-- Opening Marker --

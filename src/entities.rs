//! All simulated actor types — pure data, no logic.

use crate::collision::Rect;

// ── Geometry primitives ──────────────────────────────────────────────────────

#[derive(Clone, Copy, Debug, Default, PartialEq, Eq, Hash)]
pub struct Point {
    pub x: i32,
    pub y: i32,
}

impl Point {
    pub const fn new(x: i32, y: i32) -> Self {
        Self { x, y }
    }
}

/// Per-tick displacement.
#[derive(Clone, Copy, Debug, Default, PartialEq, Eq)]
pub struct Vec2 {
    pub dx: i32,
    pub dy: i32,
}

impl Vec2 {
    pub const ZERO: Vec2 = Vec2 { dx: 0, dy: 0 };

    pub const fn new(dx: i32, dy: i32) -> Self {
        Self { dx, dy }
    }
}

#[derive(Clone, Copy, Debug, PartialEq, Eq)]
pub struct Size {
    pub w: i32,
    pub h: i32,
}

// ── Actor kinds ──────────────────────────────────────────────────────────────

#[derive(Clone, Copy, Debug, PartialEq, Eq, Hash)]
pub enum ActorKind {
    PlayerShip,
    PlayerBullet,
    AlienBullet,
    Alien,
    Shield,
    Bird,
    /// Position is (left edge, gap centre); the two boxes are derived from
    /// the screen height. See `compute::pipe_bounds`.
    Pipe,
    SnakeCell,
    Food,
    Ball,
    Paddle,
    Brick,
}

impl ActorKind {
    /// Bounding-box extent, constant per kind.
    ///
    /// Grid kinds (`SnakeCell`, `Food`) are one cell; `Pipe` reports its
    /// width and a zero height because its boxes depend on the playfield.
    pub const fn size(self) -> Size {
        match self {
            ActorKind::PlayerShip => Size { w: 11, h: 8 },
            ActorKind::PlayerBullet | ActorKind::AlienBullet => Size { w: 2, h: 5 },
            ActorKind::Alien => Size { w: 8, h: 8 },
            ActorKind::Shield => Size { w: 16, h: 8 },
            ActorKind::Bird => Size { w: 8, h: 8 },
            ActorKind::Pipe => Size { w: 15, h: 0 },
            ActorKind::SnakeCell | ActorKind::Food => Size { w: 1, h: 1 },
            ActorKind::Ball => Size { w: 2, h: 2 },
            ActorKind::Paddle => Size { w: 20, h: 2 },
            ActorKind::Brick => Size { w: 11, h: 5 },
        }
    }

    pub const fn is_projectile(self) -> bool {
        matches!(
            self,
            ActorKind::PlayerBullet | ActorKind::AlienBullet | ActorKind::Ball
        )
    }
}

// ── Actor ────────────────────────────────────────────────────────────────────

/// One simulated game object living in a pool slot.
#[derive(Clone, Copy, Debug, PartialEq, Eq)]
pub struct Actor {
    pub pos: Point,
    pub vel: Vec2,
    pub active: bool,
    pub kind: ActorKind,
    /// Remaining hits. Only shields take more than one.
    pub health: u8,
}

impl Actor {
    pub const fn new(kind: ActorKind, pos: Point, vel: Vec2) -> Self {
        Self {
            pos,
            vel,
            active: true,
            kind,
            health: 1,
        }
    }

    /// An inactive placeholder used to fill empty pool slots.
    pub const fn dormant(kind: ActorKind) -> Self {
        Self {
            pos: Point::new(0, 0),
            vel: Vec2::ZERO,
            active: false,
            kind,
            health: 0,
        }
    }

    pub const fn with_health(mut self, health: u8) -> Self {
        self.health = health;
        self
    }

    pub fn bounds(&self) -> Rect {
        let size = self.kind.size();
        Rect::new(self.pos.x, self.pos.y, size.w, size.h)
    }
}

-- Closing Marker --

What you are asked to do
Since only a number is wanted, report how many lines of the listing include the word "Food".

Answer to this task
3